Pero, vamos, que la película no tiene demasiada chicha. El motivo por el que tienen que asaltar el tren es bastante obvio y previsible, relacionado con las deudas. Quizás lo más entretenido de la película es la última parte cuando tienen que huir o lo de «—No le pegues tú. —¿Por qué? —Porque ya lo hago yo». Por lo menos al final no pasa lo que uno se temía que iba a pasar y que podría haber hecho que la peli ya sí que fuera mala con ganas.

¿Por qué se llama Asalto al tren del dinero? Porque al final de la película se asalta este tren (Money train) que lleva el dinero que se va recogiendo por las distintas estaciones del metro. Para justificar el asalto en la película el encargado del tren es un hombre malvado que acaba quedando como el criminal.

A Woody Harrelson, por cierto, le he visto últimamente en dos capítulos de True detective, serie que de momento no me está gustando demasiado. Es como un capítulo de Bones o Castle alargado y más desagradable.

Ahora me ves (nota = 9,1)

Cuando la vi en el cine le puse un 10 en IMDb y hoy que he visto Ahora me ves en casa le doy un 9,1, pero por no quitarle el trono a la segunda parte del Quijote.

Y es que la película es buena, entretenida, con un argumento buenísimo, muy bien tramado, con trucos de magia increíbles, actores magníficos y un final genial. Está a la altura e, incluso las supera, de películas de magia como El ilusionista, pero también de películas de timos como El golpe, Ocean’s Eleven o Nueve reinas.
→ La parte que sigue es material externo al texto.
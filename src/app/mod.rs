pub mod kv;
pub mod library;
pub mod routes;
pub mod sync;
Encima tiene escenas espectaculares, robos a lo grande. La historia encima es bonita.

Y el reparto, como he dicho, es magnífico. Salen bastantes de los que me gustan: Woody Harrelson, Mark Ruffalo, Jesse Eisenberg y para colmo Morgan Freeman y Michael Caine. Y a esto se suma el encanto de Mélanie Laurent. Todos se combinan a la perfección.
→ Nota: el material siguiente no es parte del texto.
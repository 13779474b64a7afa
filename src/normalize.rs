//! Raw CRD payload → sentences, full text, and vocabulary.
//!
//! The archive written by the scraper and the lessons served to the reader
//! are both derived here. They differ only in [`NormalizeOptions`].

use std::collections::HashSet;

use crate::align::{sentence_audio_time, word_to_syllable_map};
use crate::formats::{CrdData, CrdWord, FullText, LessonMeta, ParsedLesson, SeriesInfo};
use crate::formats::{Sentence, VocabEntry};

#[derive(Debug, Clone, Copy, PartialEq, Eq)]
pub struct NormalizeOptions {
    /// `sentence_translations[0]` translates the title; sentence `i` uses `i + 1`.
    pub title_offset: bool,
    /// Drop sentences whose simplified text is whitespace only (paragraph breaks).
    pub drop_blank_sentences: bool,
}

impl NormalizeOptions {
    /// Scraper artifacts: every boundary becomes a sentence, translations unshifted.
    pub const ARCHIVE: Self = Self {
        title_offset: false,
        drop_blank_sentences: false,
    };

    /// Reader view: translations realigned past the title, blank sentences removed.
    pub const READER: Self = Self {
        title_offset: true,
        drop_blank_sentences: true,
    };
}

#[derive(Debug, Clone, PartialEq)]
pub struct NormalizedText {
    pub full_text: FullText,
    pub sentences: Vec<Sentence>,
    pub vocabulary: Vec<VocabEntry>,
}

/// Builds the archive artifact for one lesson.
pub fn normalize(
    crd: CrdData,
    meta: &LessonMeta,
    total_chapters: Option<u32>,
) -> ParsedLesson {
    let text = normalize_text(&crd, NormalizeOptions::ARCHIVE);

    ParsedLesson {
        id: meta.id,
        title: meta.title.clone(),
        level: meta.level.clone(),
        date: meta.date().to_owned(),
        synopsis: meta.synopsis.clone(),
        audio_url: meta.audio_url.clone(),
        series: series_info(meta, total_chapters),
        full_text: text.full_text,
        sentences: text.sentences,
        vocabulary: text.vocabulary,
        raw: crd,
    }
}

pub fn normalize_text(crd: &CrdData, options: NormalizeOptions) -> NormalizedText {
    NormalizedText {
        full_text: full_text(&crd.words),
        sentences: sentences(crd, options),
        vocabulary: vocabulary(&crd.words),
    }
}

fn series_info(meta: &LessonMeta, total_chapters: Option<u32>) -> Option<SeriesInfo> {
    let course = meta.series_course()?;
    let chapter = meta.course_position?;
    Some(SeriesInfo {
        title: course.title.clone(),
        chapter,
        total_chapters: total_chapters.filter(|n| *n > 0).unwrap_or(chapter),
    })
}

fn full_text(words: &[CrdWord]) -> FullText {
    FullText {
        simplified: words.iter().map(|w| w.hanzi.as_str()).collect(),
        traditional: words.iter().map(CrdWord::traditional).collect(),
    }
}

fn sentences(crd: &CrdData, options: NormalizeOptions) -> Vec<Sentence> {
    let words = &crd.words;
    let bounds = &crd.sentence_indices;
    let word_to_syllable = word_to_syllable_map(words);
    let syllable_times = crd.syllable_times.as_deref();

    let mut out = Vec::with_capacity(bounds.len());
    for (i, &start) in bounds.iter().enumerate() {
        let end = bounds.get(i + 1).copied().unwrap_or(words.len());
        let slice = word_slice(words, start, end);

        let simplified: String = slice.iter().map(|w| w.hanzi.as_str()).collect();
        if options.drop_blank_sentences && simplified.trim().is_empty() {
            continue;
        }

        let translation_index = if options.title_offset { i + 1 } else { i };
        let english = crd
            .sentence_translations
            .get(translation_index)
            .cloned()
            .unwrap_or_default();

        let audio_time = syllable_times
            .and_then(|times| sentence_audio_time(&word_to_syllable, times, start));

        out.push(Sentence {
            index: out.len() + 1,
            simplified,
            traditional: slice.iter().map(CrdWord::traditional).collect(),
            pinyin: sentence_pinyin(slice),
            english,
            audio_time,
        });
    }
    out
}

/// Out-of-range or inverted bounds yield an empty slice.
fn word_slice(words: &[CrdWord], start: usize, end: usize) -> &[CrdWord] {
    let end = end.min(words.len());
    let start = start.min(end);
    &words[start..end]
}

fn sentence_pinyin(words: &[CrdWord]) -> String {
    words
        .iter()
        .filter(|w| !w.is_blank())
        .filter_map(CrdWord::pinyin)
        .collect::<Vec<_>>()
        .join(" ")
}

/// First occurrence per hanzi wins; words without a meaning never enter.
fn vocabulary(words: &[CrdWord]) -> Vec<VocabEntry> {
    let mut seen = HashSet::new();
    let mut out = Vec::new();
    for word in words {
        let Some(meaning) = word.meaning.as_deref().filter(|m| !m.trim().is_empty()) else {
            continue;
        };
        if word.is_blank() || seen.contains(word.hanzi.as_str()) {
            continue;
        }
        seen.insert(word.hanzi.as_str());
        out.push(VocabEntry {
            hanzi: word.hanzi.clone(),
            traditional: word.traditional().to_owned(),
            pinyin: word.pinyin.clone().unwrap_or_default(),
            meaning: meaning.to_owned(),
            hsk: word.hsk,
        });
    }
    out
}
Por lo que veo, el director Louis Leterrier tiene luces y sombras. Tiene Transporter 2, que creo que me gustó, Danny the dog, que me encantó, la de Hulk de Edward Norton, que mi hermano no me deja ver porque dice que es malísima y la de Furia de titanes, que no me gustó demasiado, aunque en este caso era difícil que me gustara porque yo era fanático de la antigua. Ya veré la nueva en 2015, Grimsby, con Borat, Penélope Cruz y Mark Strong entre otros.

En resumen, un peliculón que recomiendo encarecidamente y que me reconcilia con el cine; más después de haber sufrido tanto con El sentido de la vida. Y con esta empezamos con el plan de ver películas buenas aunque ya las hayamos visto antes que ver malas. Y si vemos malas, el lema es que para ver una mala, mejor una conocida.